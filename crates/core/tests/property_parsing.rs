use proptest::prelude::*;
use tabrag_core::{parse_amount, slugify};

proptest! {
    #[test]
    fn slugs_are_ascii_snake_case(input in "\\PC{0,40}") {
        let slug = slugify(&input);
        prop_assert!(!slug.is_empty());
        prop_assert!(slug.bytes().all(|b| b.is_ascii_lowercase() || b.is_ascii_digit() || b == b'_'));
        prop_assert!(!slug.starts_with('_') && !slug.ends_with('_'));
        prop_assert!(!slug.contains("__"));
    }

    #[test]
    fn slugify_is_idempotent(input in "\\PC{0,40}") {
        let once = slugify(&input);
        prop_assert_eq!(slugify(&once), once);
    }

    #[test]
    fn dotted_thousands_with_comma_cents_parse(value in 1_000u64..1_000_000_000, cents in 0u64..100) {
        let rendered = format!("$ {},{:02}", group(value, '.'), cents);
        let parsed = parse_amount(&rendered).unwrap();
        let expected = value as f64 + cents as f64 / 100.0;
        prop_assert!((parsed - expected).abs() < 1e-4);
    }

    #[test]
    fn comma_thousands_with_dot_cents_parse(value in 1_000u64..1_000_000_000, cents in 0u64..100) {
        let rendered = format!("USD {}.{:02}", group(value, ','), cents);
        let parsed = parse_amount(&rendered).unwrap();
        let expected = value as f64 + cents as f64 / 100.0;
        prop_assert!((parsed - expected).abs() < 1e-4);
    }

    #[test]
    fn plain_integers_parse(value in 0u64..1_000_000_000) {
        prop_assert_eq!(parse_amount(&value.to_string()), Some(value as f64));
    }
}

fn group(value: u64, sep: char) -> String {
    let digits = value.to_string();
    let mut out = String::new();
    for (idx, ch) in digits.chars().enumerate() {
        if idx > 0 && (digits.len() - idx) % 3 == 0 {
            out.push(sep);
        }
        out.push(ch);
    }
    out
}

● **Problem to work on**:
Without changing a word, print all of the entries above.

● **Written response**:
filename crates/core/tests/property_parsing.rs
use proptest::prelude::*;
use tabrag_core::{parse_amount, slugify};

proptest! {
    #[test]
    fn slugs_are_ascii_snake_case(input in "\\PC{0,40}") {
        let slug = slugify(&input);
        prop_assert!(!slug.is_empty());
        prop_assert!(slug.bytes().all(|b| b.is_ascii_lowercase() || b.is_ascii_digit() || b == b'_'));
        prop_assert!(!slug.starts_with('_') && !slug.ends_with('_'));
        prop_assert!(!slug.contains("__"));
    }

    #[test]
    fn slugify_is_idempotent(input in "\\PC{0,40}") {
        let once = slugify(&input);
        prop_assert_eq!(slugify(&once), once);
    }

    #[test]
    fn dotted_thousands_with_comma_cents_parse(value in 1_000u64..1_000_000_000, cents in 0u64..100) {
        let rendered = format!("$ {},{:02}", group(value, '.'), cents);
        let parsed = parse_amount(&rendered).unwrap();
        let expected = value as f64 + cents as f64 / 100.0;
        prop_assert!((parsed - expected).abs() < 1e-4);
    }

    #[test]
    fn comma_thousands_with_dot_cents_parse(value in 1_000u64..1_000_000_000, cents in 0u64..100) {
        let rendered = format!("USD {}.{:02}", group(value, ','), cents);
        let parsed = parse_amount(&rendered).unwrap();
        let expected = value as f64 + cents as f64 / 100.0;
        prop_assert!((parsed - expected).abs() < 1e-4);
    }

    #[test]
    fn plain_integers_parse(value in 0u64..1_000_000_000) {
        prop_assert_eq!(parse_amount(&value.to_string()), Some(value as f64));
    }
}

fn group(value: u64, sep: char) -> String {
    let digits = value.to_string();
    let mut out = String::new();
    for (idx, ch) in digits.chars().enumerate() {
        if idx > 0 && (digits.len() - idx) % 3 == 0 {
            out.push(sep);
        }
        out.push(ch);
    }
    out
}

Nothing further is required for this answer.